Sedangkan mayat perempuan ditemukan hanya menggunakan bra (BH) berwarna merah dengan motif garis garis kondisi telungkup setengah badan dikasur dan kaki dilantai. Depi mengalami luka tembak dibagian ubun ubun kepala yang tertutupi oleh rambut.

Polisi yang melakukan olah tempat kejadian perkara (TKP) menemukan sebuah senjata api rakitan gagang kayu diposisi dekat kaki korban pria dengan dua buah selongsong peluru jenis kaliber 55,6 mm yang berada di dekat meja.

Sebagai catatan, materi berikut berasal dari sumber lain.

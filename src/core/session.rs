use anyhow::{Context, Result};
use crossterm::{cursor, terminal, QueueableCommand};
use std::io::{Stdout, Write};

const WRAP_OFF: &[u8] = b"\x1b[?7l";
const WRAP_ON: &[u8] = b"\x1b[?7h";
const RESET: &[u8] = b"\x1b[0m";

/// Terminal state held for the length of a playback.
///
/// Entering switches to raw mode, hides the cursor and disables line wrap.
/// `restore` undoes all of it and parks the cursor on the last row; it runs
/// at most once, and `Drop` calls it, so every exit path (`?`, panic, quit
/// key, signal) leaves a usable terminal behind.
pub struct TerminalSession<W: Write = Stdout> {
    out: W,
    raw_mode: bool,
    bottom_row: u16,
    active: bool,
}

impl TerminalSession<Stdout> {
    pub fn enter() -> Result<Self> {
        let (_, rows) = terminal::size().context("failed to read terminal size")?;
        terminal::enable_raw_mode().context("failed to enable raw mode")?;
        Self::with_writer(std::io::stdout(), true, rows.saturating_sub(1))
    }
}

impl<W: Write> TerminalSession<W> {
    /// `raw_mode` false leaves the tty mode untouched, for non-terminal writers.
    pub fn with_writer(mut out: W, raw_mode: bool, bottom_row: u16) -> Result<Self> {
        out.queue(cursor::Hide)?;
        out.write_all(WRAP_OFF)?;
        out.flush()?;
        log::debug!("terminal session entered (raw mode: {})", raw_mode);
        Ok(Self {
            out,
            raw_mode,
            bottom_row,
            active: true,
        })
    }

    #[cfg(test)]
    fn is_active(&self) -> bool {
        self.active
    }

    pub fn restore(&mut self) -> Result<()> {
        if !self.active {
            return Ok(());
        }
        self.active = false;

        self.out.write_all(RESET)?;
        self.out.write_all(WRAP_ON)?;
        self.out.queue(cursor::Show)?;
        self.out.queue(cursor::MoveTo(0, self.bottom_row))?;
        // Raw mode: no implicit carriage return
        self.out.write_all(b"\r\n")?;
        self.out.flush()?;

        if self.raw_mode {
            terminal::disable_raw_mode().context("failed to leave raw mode")?;
        }
        log::debug!("terminal restored");
        Ok(())
    }

    #[cfg(test)]
    fn writer(&self) -> &W {
        &self.out
    }
}

impl<W: Write> Drop for TerminalSession<W> {
    fn drop(&mut self) {
        if let Err(e) = self.restore() {
            log::warn!("terminal restore failed: {:#}", e);
        }
    }
}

Polisi juga menemukan tisu basah (power magic) yang berada di atas meja.

Petugas juga menemukan secarik kertas yang bertuliskan yang diduga ditulis oleh Hasyim . “Mamak… Tolong buangkan guli guliku di kelaminku… Uang tambah ATM Pin ..3.3. 1 juta sama mamak Dedi lontong kawan kerja tambah tabungan wirit.

Diketahui, kedua korban masuk ke hotel tersebut sekitar pukul 22.00 wib Minggu, 5 Januari 2019, tercatat kamar hotel dibuka atas nama Hasyim Prasetya dengan harga kamar hotel 150 ribu rupiah per malam dengan deposit 200 ribu rupiah.

Dari keterangan Joko (petugas hotel) yang pertama kali mengetahui peristiwa tersebut melalui Kasat Reskrim Polres Asahan AKP Riki Pripurna Atmaja, bahwa kondisi kamar dalam keadaan terkunci. Joko yang ingin melakukan pemeriksaan dan pembersihan kamar mengambil kunci cadangan dan setelah membuka pintu diketahui keduanya sudah kondisi berlumuran darah pada pukul 13.00 wib, Senin, (7/1/2019)

“Setelah melihat mayat keduanya, Joko langsung melaporkannya ke Polsek Kota. Kita sudah cek lokasi dan sedang melakukan pemeriksaan,” katanya.

Fakta lainnya, tidak ditemukan bekas congkelan di pintu atau jendela kamar. Kunci yang dimiliki korban juga berada di dalam saku kanan celana korban laki laki.

Untuk mengungkap kasus ini, Satreskrim Polres Asahan menunggu kedatangan Tim Labfor dan Subdit III  Bunuh dan Culik Direktorat Krimum Polda Sumut. Untuk sementara, ada 21 titik olah TKP yang dilakukan.

“Kita masih menunggu tim dari Polda untuk melakukan olah TKP,” ucap Riki.

Petugas juga sudah meminta keterangan kepada lima orang untuk mengungkap kasus ini dan mengamankan CCTV Hotel Central. Namun, kata Riki, untuk motifnya belum diketahui pastinya ada luka tembakan di tubuh korban.[put]

“Tim juga sedang melakukan penggeledahan di rumah kedua korban dan sekarang masih berjalan dan dipimpin Ipda Khomaini,” tutupnya.